(Data extracted from a collection)
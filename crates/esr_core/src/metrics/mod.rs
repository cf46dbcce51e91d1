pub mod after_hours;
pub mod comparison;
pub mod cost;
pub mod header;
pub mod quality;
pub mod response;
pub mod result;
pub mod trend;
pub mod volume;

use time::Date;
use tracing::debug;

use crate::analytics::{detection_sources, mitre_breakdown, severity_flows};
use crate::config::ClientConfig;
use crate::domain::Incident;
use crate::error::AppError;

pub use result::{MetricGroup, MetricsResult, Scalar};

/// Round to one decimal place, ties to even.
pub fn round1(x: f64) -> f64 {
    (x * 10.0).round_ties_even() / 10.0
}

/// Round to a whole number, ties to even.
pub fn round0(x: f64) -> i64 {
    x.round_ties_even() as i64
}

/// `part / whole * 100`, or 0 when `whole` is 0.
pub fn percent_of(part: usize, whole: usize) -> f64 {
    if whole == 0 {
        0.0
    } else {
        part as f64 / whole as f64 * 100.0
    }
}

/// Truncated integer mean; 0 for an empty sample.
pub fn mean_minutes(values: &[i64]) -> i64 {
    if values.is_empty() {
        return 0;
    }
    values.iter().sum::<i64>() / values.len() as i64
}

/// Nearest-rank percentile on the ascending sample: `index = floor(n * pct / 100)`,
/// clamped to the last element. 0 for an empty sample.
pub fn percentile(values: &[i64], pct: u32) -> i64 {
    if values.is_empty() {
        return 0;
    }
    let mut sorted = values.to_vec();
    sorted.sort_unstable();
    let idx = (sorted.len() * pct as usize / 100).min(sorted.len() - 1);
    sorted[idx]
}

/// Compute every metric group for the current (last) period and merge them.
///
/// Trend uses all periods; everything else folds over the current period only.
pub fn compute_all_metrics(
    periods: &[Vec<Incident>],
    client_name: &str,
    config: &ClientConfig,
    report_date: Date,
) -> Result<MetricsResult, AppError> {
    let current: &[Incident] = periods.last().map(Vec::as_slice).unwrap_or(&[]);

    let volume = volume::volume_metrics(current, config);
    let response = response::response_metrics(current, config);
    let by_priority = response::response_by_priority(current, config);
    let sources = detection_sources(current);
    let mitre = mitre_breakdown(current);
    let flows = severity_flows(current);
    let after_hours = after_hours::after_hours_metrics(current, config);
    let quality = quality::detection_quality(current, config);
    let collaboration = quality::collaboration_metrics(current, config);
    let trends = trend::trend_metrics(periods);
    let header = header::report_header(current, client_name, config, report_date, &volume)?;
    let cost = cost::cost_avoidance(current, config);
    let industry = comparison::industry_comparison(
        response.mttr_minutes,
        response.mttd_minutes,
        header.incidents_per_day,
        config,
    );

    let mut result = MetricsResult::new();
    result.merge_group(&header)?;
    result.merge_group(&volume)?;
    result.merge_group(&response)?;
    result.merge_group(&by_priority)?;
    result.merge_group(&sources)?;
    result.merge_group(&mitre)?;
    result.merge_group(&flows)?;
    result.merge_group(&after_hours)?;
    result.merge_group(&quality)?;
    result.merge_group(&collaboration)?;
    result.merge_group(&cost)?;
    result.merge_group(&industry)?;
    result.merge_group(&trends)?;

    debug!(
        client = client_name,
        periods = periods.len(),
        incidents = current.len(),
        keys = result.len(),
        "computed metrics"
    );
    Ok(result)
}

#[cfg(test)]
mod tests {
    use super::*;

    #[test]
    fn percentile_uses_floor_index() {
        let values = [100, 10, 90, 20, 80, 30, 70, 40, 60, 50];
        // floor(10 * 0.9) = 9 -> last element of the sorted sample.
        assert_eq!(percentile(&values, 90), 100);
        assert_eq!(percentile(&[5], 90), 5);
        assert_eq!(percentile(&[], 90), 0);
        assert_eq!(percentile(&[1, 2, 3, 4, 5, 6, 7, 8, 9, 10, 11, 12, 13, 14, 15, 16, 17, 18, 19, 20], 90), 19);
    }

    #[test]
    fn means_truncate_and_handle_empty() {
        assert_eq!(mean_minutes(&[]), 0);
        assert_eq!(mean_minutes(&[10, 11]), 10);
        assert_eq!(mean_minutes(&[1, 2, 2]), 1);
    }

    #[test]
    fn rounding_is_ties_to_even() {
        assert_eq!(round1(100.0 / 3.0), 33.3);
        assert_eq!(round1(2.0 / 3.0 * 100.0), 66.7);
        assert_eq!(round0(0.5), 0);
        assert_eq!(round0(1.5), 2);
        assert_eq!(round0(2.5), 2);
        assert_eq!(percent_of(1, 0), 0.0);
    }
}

- Exercise directions
Please transcribe all of the entries precisely.

- Output for this exercise
filename crates/esr_core/src/metrics/mod.rs
repository cf46dbcce51e91d1
pub mod after_hours;
pub mod comparison;
pub mod cost;
pub mod header;
pub mod quality;
pub mod response;
pub mod result;
pub mod trend;
pub mod volume;

use time::Date;
use tracing::debug;

use crate::analytics::{detection_sources, mitre_breakdown, severity_flows};
use crate::config::ClientConfig;
use crate::domain::Incident;
use crate::error::AppError;

pub use result::{MetricGroup, MetricsResult, Scalar};

/// Round to one decimal place, ties to even.
pub fn round1(x: f64) -> f64 {
    (x * 10.0).round_ties_even() / 10.0
}

/// Round to a whole number, ties to even.
pub fn round0(x: f64) -> i64 {
    x.round_ties_even() as i64
}

/// `part / whole * 100`, or 0 when `whole` is 0.
pub fn percent_of(part: usize, whole: usize) -> f64 {
    if whole == 0 {
        0.0
    } else {
        part as f64 / whole as f64 * 100.0
    }
}

/// Truncated integer mean; 0 for an empty sample.
pub fn mean_minutes(values: &[i64]) -> i64 {
    if values.is_empty() {
        return 0;
    }
    values.iter().sum::<i64>() / values.len() as i64
}

/// Nearest-rank percentile on the ascending sample: `index = floor(n * pct / 100)`,
/// clamped to the last element. 0 for an empty sample.
pub fn percentile(values: &[i64], pct: u32) -> i64 {
    if values.is_empty() {
        return 0;
    }
    let mut sorted = values.to_vec();
    sorted.sort_unstable();
    let idx = (sorted.len() * pct as usize / 100).min(sorted.len() - 1);
    sorted[idx]
}

/// Compute every metric group for the current (last) period and merge them.
///
/// Trend uses all periods; everything else folds over the current period only.
pub fn compute_all_metrics(
    periods: &[Vec<Incident>],
    client_name: &str,
    config: &ClientConfig,
    report_date: Date,
) -> Result<MetricsResult, AppError> {
    let current: &[Incident] = periods.last().map(Vec::as_slice).unwrap_or(&[]);

    let volume = volume::volume_metrics(current, config);
    let response = response::response_metrics(current, config);
    let by_priority = response::response_by_priority(current, config);
    let sources = detection_sources(current);
    let mitre = mitre_breakdown(current);
    let flows = severity_flows(current);
    let after_hours = after_hours::after_hours_metrics(current, config);
    let quality = quality::detection_quality(current, config);
    let collaboration = quality::collaboration_metrics(current, config);
    let trends = trend::trend_metrics(periods);
    let header = header::report_header(current, client_name, config, report_date, &volume)?;
    let cost = cost::cost_avoidance(current, config);
    let industry = comparison::industry_comparison(
        response.mttr_minutes,
        response.mttd_minutes,
        header.incidents_per_day,
        config,
    );

    let mut result = MetricsResult::new();
    result.merge_group(&header)?;
    result.merge_group(&volume)?;
    result.merge_group(&response)?;
    result.merge_group(&by_priority)?;
    result.merge_group(&sources)?;
    result.merge_group(&mitre)?;
    result.merge_group(&flows)?;
    result.merge_group(&after_hours)?;
    result.merge_group(&quality)?;
    result.merge_group(&collaboration)?;
    result.merge_group(&cost)?;
    result.merge_group(&industry)?;
    result.merge_group(&trends)?;

    debug!(
        client = client_name,
        periods = periods.len(),
        incidents = current.len(),
        keys = result.len(),
        "computed metrics"
    );
    Ok(result)
}

#[cfg(test)]
mod tests {
    use super::*;

    #[test]
    fn percentile_uses_floor_index() {
        let values = [100, 10, 90, 20, 80, 30, 70, 40, 60, 50];
        // floor(10 * 0.9) = 9 -> last element of the sorted sample.
        assert_eq!(percentile(&values, 90), 100);
        assert_eq!(percentile(&[5], 90), 5);
        assert_eq!(percentile(&[], 90), 0);
        assert_eq!(percentile(&[1, 2, 3, 4, 5, 6, 7, 8, 9, 10, 11, 12, 13, 14, 15, 16, 17, 18, 19, 20], 90), 19);
    }

    #[test]
    fn means_truncate_and_handle_empty() {
        assert_eq!(mean_minutes(&[]), 0);
        assert_eq!(mean_minutes(&[10, 11]), 10);
        assert_eq!(mean_minutes(&[1, 2, 2]), 1);
    }

    #[test]
    fn rounding_is_ties_to_even() {
        assert_eq!(round1(100.0 / 3.0), 33.3);
        assert_eq!(round1(2.0 / 3.0 * 100.0), 66.7);
        assert_eq!(round0(0.5), 0);
        assert_eq!(round0(1.5), 2);
        assert_eq!(round0(2.5), 2);
        assert_eq!(percent_of(1, 0), 0.0);
    }
}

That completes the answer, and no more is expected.